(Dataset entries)
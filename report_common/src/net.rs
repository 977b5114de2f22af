//! Fixed endpoints, path templates and file names used by the client.

/// Config file name, relative to the base path.
pub const CONFIG_FILE: &str = "config.json";
/// OAuth client secret file name, relative to the base path.
pub const CREDENTIALS_FILE: &str = "credentials.json";
/// Cached OAuth token file name, relative to the base path.
pub const TOKEN_FILE: &str = "token.json";

/// Send-only mail scope requested during consent.
pub const SCOPES: &[&str] = &["https://www.googleapis.com/auth/gmail.send"];

/// Path of the option-chain quote resource; the symbol is appended.
pub const OPTIONS_PATH: &str = "/v7/finance/options/";

/// Base of the mail provider REST API.
pub const GMAIL_API: &str = "https://gmail.googleapis.com/gmail/v1";

/// Subject line of every report.
pub const REPORT_SUBJECT: &str = "Daily Stock Report";

/// Build the quote URL for `symbol` under `endpoint`.
///
/// A trailing `/` on the endpoint is dropped so the path is not doubled. The symbol is
/// percent-encoded, which matters for index symbols such as `^GSPC`.
pub fn quote_url(endpoint: &str, symbol: &str) -> String {
    format!(
        "{}{}{}",
        endpoint.trim_end_matches('/'),
        OPTIONS_PATH,
        urlencoding::encode(symbol)
    )
}

/// Build the send URL for the mailbox of `user_id` under `api_base` (normally `GMAIL_API`).
pub fn send_url(api_base: &str, user_id: &str) -> String {
    format!(
        "{}/users/{}/messages/send",
        api_base.trim_end_matches('/'),
        urlencoding::encode(user_id)
    )
}
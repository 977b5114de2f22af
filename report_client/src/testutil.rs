//! Loopback HTTP server used by tests that exercise the real `reqwest` clients.
use std::io::{BufRead, BufReader, Read, Write};
use std::net::TcpListener;
use std::thread::{self, JoinHandle};

/// Request as received by the test server.
pub struct Captured {
    /// Request line and headers.
    pub head: String,
    /// Request body.
    pub body: String,
}

/// Serve exactly one HTTP response on a loopback port.
///
/// Returns the base URL and a handle yielding the captured request.
pub fn serve_once(status: &'static str, body: &'static str) -> (String, JoinHandle<Captured>) {
    let listener = TcpListener::bind("127.0.0.1:0").unwrap();
    let addr = listener.local_addr().unwrap();
    let handle = thread::spawn(move || {
        let (stream, _) = listener.accept().unwrap();
        let mut reader = BufReader::new(&stream);

        let mut head = String::new();
        let mut content_length = 0usize;
        loop {
            let mut line = String::new();
            reader.read_line(&mut line).unwrap();
            if let Some((name, value)) = line.split_once(':') {
                if name.eq_ignore_ascii_case("content-length") {
                    content_length = value.trim().parse().unwrap();
                }
            }
            let end = line == "\r\n" || line.is_empty();
            head.push_str(&line);
            if end {
                break;
            }
        }
        let mut raw_body = vec![0u8; content_length];
        reader.read_exact(&mut raw_body).unwrap();

        let response = format!(
            "HTTP/1.1 {}\r\nContent-Type: application/json\r\nContent-Length: {}\r\nConnection: close\r\n\r\n{}",
            status,
            body.len(),
            body
        );
        (&stream).write_all(response.as_bytes()).unwrap();
        Captured {
            head,
            body: String::from_utf8(raw_body).unwrap(),
        }
    });
    (format!("http://{}", addr), handle)
}
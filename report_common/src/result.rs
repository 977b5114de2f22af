//! Result type alias shared across the workspace.
//!
//! Defaults the error type to `ReportError`, so functions can simply return `Result<T>`.
use crate::error::ReportError;

/// Workspace-wide `Result` alias with `ReportError` as the default error.
pub type Result<T, E = ReportError> = std::result::Result<T, E>;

TASK OBJECTIVE >>
Return every entry exactly; no line may be missing.

SOLUTION TO THIS EXERCISE >>
filename report_common/src/net.rs
repository 977b5114de2f22af
//! Fixed endpoints, path templates and file names used by the client.

/// Config file name, relative to the base path.
pub const CONFIG_FILE: &str = "config.json";
/// OAuth client secret file name, relative to the base path.
pub const CREDENTIALS_FILE: &str = "credentials.json";
/// Cached OAuth token file name, relative to the base path.
pub const TOKEN_FILE: &str = "token.json";

/// Send-only mail scope requested during consent.
pub const SCOPES: &[&str] = &["https://www.googleapis.com/auth/gmail.send"];

/// Path of the option-chain quote resource; the symbol is appended.
pub const OPTIONS_PATH: &str = "/v7/finance/options/";

/// Base of the mail provider REST API.
pub const GMAIL_API: &str = "https://gmail.googleapis.com/gmail/v1";

/// Subject line of every report.
pub const REPORT_SUBJECT: &str = "Daily Stock Report";

/// Build the quote URL for `symbol` under `endpoint`.
///
/// A trailing `/` on the endpoint is dropped so the path is not doubled. The symbol is
/// percent-encoded, which matters for index symbols such as `^GSPC`.
pub fn quote_url(endpoint: &str, symbol: &str) -> String {
    format!(
        "{}{}{}",
        endpoint.trim_end_matches('/'),
        OPTIONS_PATH,
        urlencoding::encode(symbol)
    )
}

/// Build the send URL for the mailbox of `user_id` under `api_base` (normally `GMAIL_API`).
pub fn send_url(api_base: &str, user_id: &str) -> String {
    format!(
        "{}/users/{}/messages/send",
        api_base.trim_end_matches('/'),
        urlencoding::encode(user_id)
    )
}
repository 977b5114de2f22af
filename report_client/src/testutil.rs
//! Loopback HTTP server used by tests that exercise the real `reqwest` clients.
use std::io::{BufRead, BufReader, Read, Write};
use std::net::TcpListener;
use std::thread::{self, JoinHandle};

/// Request as received by the test server.
pub struct Captured {
    /// Request line and headers.
    pub head: String,
    /// Request body.
    pub body: String,
}

/// Serve exactly one HTTP response on a loopback port.
///
/// Returns the base URL and a handle yielding the captured request.
pub fn serve_once(status: &'static str, body: &'static str) -> (String, JoinHandle<Captured>) {
    let listener = TcpListener::bind("127.0.0.1:0").unwrap();
    let addr = listener.local_addr().unwrap();
    let handle = thread::spawn(move || {
        let (stream, _) = listener.accept().unwrap();
        let mut reader = BufReader::new(&stream);

        let mut head = String::new();
        let mut content_length = 0usize;
        loop {
            let mut line = String::new();
            reader.read_line(&mut line).unwrap();
            if let Some((name, value)) = line.split_once(':') {
                if name.eq_ignore_ascii_case("content-length") {
                    content_length = value.trim().parse().unwrap();
                }
            }
            let end = line == "\r\n" || line.is_empty();
            head.push_str(&line);
            if end {
                break;
            }
        }
        let mut raw_body = vec![0u8; content_length];
        reader.read_exact(&mut raw_body).unwrap();

        let response = format!(
            "HTTP/1.1 {}\r\nContent-Type: application/json\r\nContent-Length: {}\r\nConnection: close\r\n\r\n{}",
            status,
            body.len(),
            body
        );
        (&stream).write_all(response.as_bytes()).unwrap();
        Captured {
            head,
            body: String::from_utf8(raw_body).unwrap(),
        }
    });
    (format!("http://{}", addr), handle)
}
filename report_common/src/result.rs
repository 977b5114de2f22af
//! Result type alias shared across the workspace.
//!
//! Defaults the error type to `ReportError`, so functions can simply return `Result<T>`.
use crate::error::ReportError;

/// Workspace-wide `Result` alias with `ReportError` as the default error.
pub type Result<T, E = ReportError> = std::result::Result<T, E>;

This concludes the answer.